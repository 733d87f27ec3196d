use std::collections::HashMap;

use serde::{Deserialize, Deserializer, Serialize};

pub(crate) mod content;
pub(crate) mod document;
pub(crate) mod forum;
pub(crate) mod learning;
pub(crate) mod quiz;
pub(crate) mod user;

#[derive(Debug, Serialize)]
pub(crate) struct HealthResponse {
    pub(crate) service: String,
    pub(crate) status: String,
    pub(crate) components: HashMap<String, String>,
}

#[derive(Debug, Serialize)]
pub(crate) struct RootResponse {
    pub(crate) message: String,
    pub(crate) version: String,
    pub(crate) api_prefix: String,
}

#[derive(Debug, Serialize)]
pub(crate) struct DeletedResponse {
    pub(crate) id: String,
    pub(crate) deleted: bool,
}

/// A list response from a service: either a bare array or an object wrapping
/// the array under one of the conventional keys.
#[derive(Debug, Deserialize)]
#[serde(untagged)]
pub(crate) enum CollectionBody<T> {
    Bare(Vec<T>),
    Wrapped(WrappedCollection<T>),
}

#[derive(Debug, Deserialize)]
pub(crate) struct WrappedCollection<T> {
    #[serde(
        alias = "data",
        alias = "results",
        alias = "users",
        alias = "lessons",
        alias = "assessments",
        alias = "rubrics",
        alias = "tos",
        alias = "quizzes",
        alias = "questions",
        alias = "attempts",
        alias = "history",
        alias = "paths",
        alias = "skills",
        alias = "achievements",
        alias = "categories",
        alias = "threads"
    )]
    items: Vec<T>,
}

impl<T> CollectionBody<T> {
    pub(crate) fn into_vec(self) -> Vec<T> {
        match self {
            Self::Bare(items) => items,
            Self::Wrapped(wrapped) => wrapped.items,
        }
    }
}

/// Services disagree on whether ids are numbers or strings; the gateway
/// always speaks strings.
pub(crate) fn deserialize_id<'de, D>(deserializer: D) -> Result<String, D::Error>
where
    D: Deserializer<'de>,
{
    #[derive(Deserialize)]
    #[serde(untagged)]
    enum RawId {
        Text(String),
        Number(i64),
    }

    Ok(match RawId::deserialize(deserializer)? {
        RawId::Text(value) => value,
        RawId::Number(value) => value.to_string(),
    })
}

pub(crate) fn deserialize_optional_id<'de, D>(deserializer: D) -> Result<Option<String>, D::Error>
where
    D: Deserializer<'de>,
{
    #[derive(Deserialize)]
    struct Wrapper(#[serde(deserialize_with = "deserialize_id")] String);

    Ok(Option::<Wrapper>::deserialize(deserializer)?.map(|Wrapper(value)| value))
}
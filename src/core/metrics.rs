use std::sync::OnceLock;

use metrics_exporter_prometheus::{PrometheusBuilder, PrometheusHandle};

use crate::core::config::{Settings, UpstreamService};

static PROM_HANDLE: OnceLock<PrometheusHandle> = OnceLock::new();

pub(crate) fn init(settings: &Settings) -> anyhow::Result<()> {
    if !settings.telemetry().prometheus_enabled || PROM_HANDLE.get().is_some() {
        return Ok(());
    }

    let handle = PrometheusBuilder::new().install_recorder()?;
    let _ = PROM_HANDLE.set(handle);
    Ok(())
}

pub(crate) fn render() -> Option<String> {
    PROM_HANDLE.get().map(|handle| handle.render())
}

pub(crate) fn record_upstream(service: UpstreamService, outcome: &'static str, seconds: f64) {
    metrics::counter!(
        "upstream_requests_total",
        "service" => service.as_str(),
        "outcome" => outcome
    )
    .increment(1);
    metrics::histogram!("upstream_request_duration_seconds", "service" => service.as_str())
        .record(seconds);
}
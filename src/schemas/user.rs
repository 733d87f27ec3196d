use serde::{Deserialize, Serialize};

use crate::schemas::deserialize_id;
use crate::services::collections::Keyed;
use crate::services::listing::Listable;

#[derive(Debug, Clone, Copy, PartialEq, Eq, Hash, Serialize, Deserialize)]
#[serde(rename_all = "lowercase")]
pub(crate) enum Role {
    Admin,
    Teacher,
    Student,
}

impl Role {
    pub(crate) fn as_str(self) -> &'static str {
        match self {
            Self::Admin => "admin",
            Self::Teacher => "teacher",
            Self::Student => "student",
        }
    }
}

/// A user as reported by the auth service. Optional profile fields are
/// absent for accounts that never completed onboarding.
#[derive(Debug, Clone, Serialize, Deserialize, PartialEq)]
pub(crate) struct User {
    #[serde(deserialize_with = "deserialize_id")]
    pub(crate) id: String,
    pub(crate) email: String,
    #[serde(default, alias = "firstName")]
    pub(crate) first_name: String,
    #[serde(default, alias = "lastName")]
    pub(crate) last_name: String,
    pub(crate) role: Role,
    #[serde(default)]
    pub(crate) school: Option<String>,
    #[serde(default)]
    pub(crate) location: Option<String>,
    #[serde(default)]
    pub(crate) position: Option<String>,
    #[serde(default)]
    pub(crate) phone: Option<String>,
    #[serde(default)]
    pub(crate) gender: Option<String>,
    #[serde(default, alias = "createdAt")]
    pub(crate) created_at: Option<String>,
    #[serde(default, alias = "lastLogin")]
    pub(crate) last_login: Option<String>,
    #[serde(default, alias = "isOnline")]
    pub(crate) is_online: bool,
}

impl Listable for User {
    fn search_fields(&self) -> Vec<&str> {
        let mut fields = vec![self.first_name.as_str(), self.last_name.as_str(), self.email.as_str()];
        if let Some(school) = self.school.as_deref() {
            fields.push(school);
        }
        fields
    }

    fn category(&self) -> Option<&str> {
        Some(self.role.as_str())
    }

    fn status(&self) -> Option<&str> {
        Some(if self.is_online { "online" } else { "offline" })
    }
}

impl Keyed for User {
    fn key(&self) -> &str {
        &self.id
    }
}

/// The auth service answers single-user requests either bare or wrapped in
/// `{"user": ...}`.
#[derive(Debug, Deserialize)]
#[serde(untagged)]
pub(crate) enum UserBody {
    Wrapped { user: User },
    Bare(User),
}

impl UserBody {
    pub(crate) fn into_user(self) -> User {
        match self {
            Self::Wrapped { user } => user,
            Self::Bare(user) => user,
        }
    }
}

#[derive(Debug, Deserialize, Serialize)]
pub(crate) struct RoleUpdate {
    pub(crate) role: Role,
}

▶ **TASK STATEMENT**
Write out the records above exactly as given.

▶ **REPLY**
repository 733d87f27ec3196d
use std::collections::HashMap;

use serde::{Deserialize, Deserializer, Serialize};

pub(crate) mod content;
pub(crate) mod document;
pub(crate) mod forum;
pub(crate) mod learning;
pub(crate) mod quiz;
pub(crate) mod user;

#[derive(Debug, Serialize)]
pub(crate) struct HealthResponse {
    pub(crate) service: String,
    pub(crate) status: String,
    pub(crate) components: HashMap<String, String>,
}

#[derive(Debug, Serialize)]
pub(crate) struct RootResponse {
    pub(crate) message: String,
    pub(crate) version: String,
    pub(crate) api_prefix: String,
}

#[derive(Debug, Serialize)]
pub(crate) struct DeletedResponse {
    pub(crate) id: String,
    pub(crate) deleted: bool,
}

/// A list response from a service: either a bare array or an object wrapping
/// the array under one of the conventional keys.
#[derive(Debug, Deserialize)]
#[serde(untagged)]
pub(crate) enum CollectionBody<T> {
    Bare(Vec<T>),
    Wrapped(WrappedCollection<T>),
}

#[derive(Debug, Deserialize)]
pub(crate) struct WrappedCollection<T> {
    #[serde(
        alias = "data",
        alias = "results",
        alias = "users",
        alias = "lessons",
        alias = "assessments",
        alias = "rubrics",
        alias = "tos",
        alias = "quizzes",
        alias = "questions",
        alias = "attempts",
        alias = "history",
        alias = "paths",
        alias = "skills",
        alias = "achievements",
        alias = "categories",
        alias = "threads"
    )]
    items: Vec<T>,
}

impl<T> CollectionBody<T> {
    pub(crate) fn into_vec(self) -> Vec<T> {
        match self {
            Self::Bare(items) => items,
            Self::Wrapped(wrapped) => wrapped.items,
        }
    }
}

/// Services disagree on whether ids are numbers or strings; the gateway
/// always speaks strings.
pub(crate) fn deserialize_id<'de, D>(deserializer: D) -> Result<String, D::Error>
where
    D: Deserializer<'de>,
{
    #[derive(Deserialize)]
    #[serde(untagged)]
    enum RawId {
        Text(String),
        Number(i64),
    }

    Ok(match RawId::deserialize(deserializer)? {
        RawId::Text(value) => value,
        RawId::Number(value) => value.to_string(),
    })
}

pub(crate) fn deserialize_optional_id<'de, D>(deserializer: D) -> Result<Option<String>, D::Error>
where
    D: Deserializer<'de>,
{
    #[derive(Deserialize)]
    struct Wrapper(#[serde(deserialize_with = "deserialize_id")] String);

    Ok(Option::<Wrapper>::deserialize(deserializer)?.map(|Wrapper(value)| value))
}
filename src/core/metrics.rs
use std::sync::OnceLock;

use metrics_exporter_prometheus::{PrometheusBuilder, PrometheusHandle};

use crate::core::config::{Settings, UpstreamService};

static PROM_HANDLE: OnceLock<PrometheusHandle> = OnceLock::new();

pub(crate) fn init(settings: &Settings) -> anyhow::Result<()> {
    if !settings.telemetry().prometheus_enabled || PROM_HANDLE.get().is_some() {
        return Ok(());
    }

    let handle = PrometheusBuilder::new().install_recorder()?;
    let _ = PROM_HANDLE.set(handle);
    Ok(())
}

pub(crate) fn render() -> Option<String> {
    PROM_HANDLE.get().map(|handle| handle.render())
}

pub(crate) fn record_upstream(service: UpstreamService, outcome: &'static str, seconds: f64) {
    metrics::counter!(
        "upstream_requests_total",
        "service" => service.as_str(),
        "outcome" => outcome
    )
    .increment(1);
    metrics::histogram!("upstream_request_duration_seconds", "service" => service.as_str())
        .record(seconds);
}
filename src/schemas/user.rs
repository 733d87f27ec3196d
use serde::{Deserialize, Serialize};

use crate::schemas::deserialize_id;
use crate::services::collections::Keyed;
use crate::services::listing::Listable;

#[derive(Debug, Clone, Copy, PartialEq, Eq, Hash, Serialize, Deserialize)]
#[serde(rename_all = "lowercase")]
pub(crate) enum Role {
    Admin,
    Teacher,
    Student,
}

impl Role {
    pub(crate) fn as_str(self) -> &'static str {
        match self {
            Self::Admin => "admin",
            Self::Teacher => "teacher",
            Self::Student => "student",
        }
    }
}

/// A user as reported by the auth service. Optional profile fields are
/// absent for accounts that never completed onboarding.
#[derive(Debug, Clone, Serialize, Deserialize, PartialEq)]
pub(crate) struct User {
    #[serde(deserialize_with = "deserialize_id")]
    pub(crate) id: String,
    pub(crate) email: String,
    #[serde(default, alias = "firstName")]
    pub(crate) first_name: String,
    #[serde(default, alias = "lastName")]
    pub(crate) last_name: String,
    pub(crate) role: Role,
    #[serde(default)]
    pub(crate) school: Option<String>,
    #[serde(default)]
    pub(crate) location: Option<String>,
    #[serde(default)]
    pub(crate) position: Option<String>,
    #[serde(default)]
    pub(crate) phone: Option<String>,
    #[serde(default)]
    pub(crate) gender: Option<String>,
    #[serde(default, alias = "createdAt")]
    pub(crate) created_at: Option<String>,
    #[serde(default, alias = "lastLogin")]
    pub(crate) last_login: Option<String>,
    #[serde(default, alias = "isOnline")]
    pub(crate) is_online: bool,
}

impl Listable for User {
    fn search_fields(&self) -> Vec<&str> {
        let mut fields = vec![self.first_name.as_str(), self.last_name.as_str(), self.email.as_str()];
        if let Some(school) = self.school.as_deref() {
            fields.push(school);
        }
        fields
    }

    fn category(&self) -> Option<&str> {
        Some(self.role.as_str())
    }

    fn status(&self) -> Option<&str> {
        Some(if self.is_online { "online" } else { "offline" })
    }
}

impl Keyed for User {
    fn key(&self) -> &str {
        &self.id
    }
}

/// The auth service answers single-user requests either bare or wrapped in
/// `{"user": ...}`.
#[derive(Debug, Deserialize)]
#[serde(untagged)]
pub(crate) enum UserBody {
    Wrapped { user: User },
    Bare(User),
}

impl UserBody {
    pub(crate) fn into_user(self) -> User {
        match self {
            Self::Wrapped { user } => user,
            Self::Bare(user) => user,
        }
    }
}

#[derive(Debug, Deserialize, Serialize)]
pub(crate) struct RoleUpdate {
    pub(crate) role: Role,
}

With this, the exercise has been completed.